use std::collections::HashMap;
use std::fs;
use std::path::PathBuf;

use thiserror::Error;

#[derive(Debug, Error)]
pub enum StorageError {
    #[error("Database error: {0}")]
    Database(#[from] rusqlite::Error),
    #[error("I/O error: {0}")]
    Io(#[from] std::io::Error),
    #[error("Serialization error: {0}")]
    Serialization(#[from] serde_json::Error),
}

/// A synchronous string-blob store addressed by key.
#[cfg_attr(test, mockall::automock)]
pub trait KeyValueStore {
    fn get(&self, key: &str) -> Result<Option<String>, StorageError>;
    fn set(&mut self, key: &str, value: &str) -> Result<(), StorageError>;
}

#[derive(Debug, Default)]
pub struct MemoryStore {
    entries: HashMap<String, String>,
}

impl MemoryStore {
    pub fn new() -> Self {
        Self::default()
    }

    pub fn with_entry(key: &str, value: &str) -> Self {
        let mut store = Self::new();
        store.entries.insert(key.to_string(), value.to_string());
        store
    }
}

impl KeyValueStore for MemoryStore {
    fn get(&self, key: &str) -> Result<Option<String>, StorageError> {
        Ok(self.entries.get(key).cloned())
    }

    fn set(&mut self, key: &str, value: &str) -> Result<(), StorageError> {
        self.entries.insert(key.to_string(), value.to_string());
        Ok(())
    }
}

/// One `<key>.json` file per key inside a directory.
#[derive(Debug, Clone)]
pub struct FileStore {
    dir: PathBuf,
}

impl FileStore {
    pub fn new(dir: impl Into<PathBuf>) -> Self {
        Self { dir: dir.into() }
    }

    fn path_for(&self, key: &str) -> PathBuf {
        self.dir.join(format!("{key}.json"))
    }
}

impl KeyValueStore for FileStore {
    fn get(&self, key: &str) -> Result<Option<String>, StorageError> {
        match fs::read_to_string(self.path_for(key)) {
            Ok(content) => Ok(Some(content)),
            Err(e) if e.kind() == std::io::ErrorKind::NotFound => Ok(None),
            Err(e) => Err(e.into()),
        }
    }

    fn set(&mut self, key: &str, value: &str) -> Result<(), StorageError> {
        fs::create_dir_all(&self.dir)?;
        let path = self.path_for(key);
        let tmp_path = path.with_extension("json.tmp");
        fs::write(&tmp_path, value)?;
        fs::rename(&tmp_path, &path)?;
        Ok(())
    }
}

#[cfg(test)]
mod tests {
    use super::*;

    #[test]
    fn memory_store_returns_none_for_missing_key() {
        let store = MemoryStore::new();
        assert_eq!(store.get("calendar-events").unwrap(), None);
    }

    #[test]
    fn memory_store_overwrites_value() {
        let mut store = MemoryStore::new();
        store.set("k", "one").unwrap();
        store.set("k", "two").unwrap();
        assert_eq!(store.get("k").unwrap().as_deref(), Some("two"));
    }

    #[test]
    fn file_store_returns_none_before_first_write() {
        let dir = tempfile::tempdir().unwrap();
        let store = FileStore::new(dir.path());
        assert_eq!(store.get("calendar-events").unwrap(), None);
    }

    #[test]
    fn file_store_persists_across_instances() {
        let dir = tempfile::tempdir().unwrap();
        let mut store = FileStore::new(dir.path().join("nested"));
        store.set("calendar-events", "[]").unwrap();

        let reopened = FileStore::new(dir.path().join("nested"));
        assert_eq!(reopened.get("calendar-events").unwrap().as_deref(), Some("[]"));
        assert!(!dir.path().join("nested").join("calendar-events.json.tmp").exists());
    }
}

(What you will do) What you return should be exactly the lines above, starting at the one with "#[derive(Debug, Clone)]" and ending at the one with "impl KeyValueStore for FileStore", and nothing else.

(Result)
#[derive(Debug, Clone)]
pub struct FileStore {
    dir: PathBuf,
}

impl FileStore {
    pub fn new(dir: impl Into<PathBuf>) -> Self {
        Self { dir: dir.into() }
    }

    fn path_for(&self, key: &str) -> PathBuf {
        self.dir.join(format!("{key}.json"))
    }
}

impl KeyValueStore for FileStore {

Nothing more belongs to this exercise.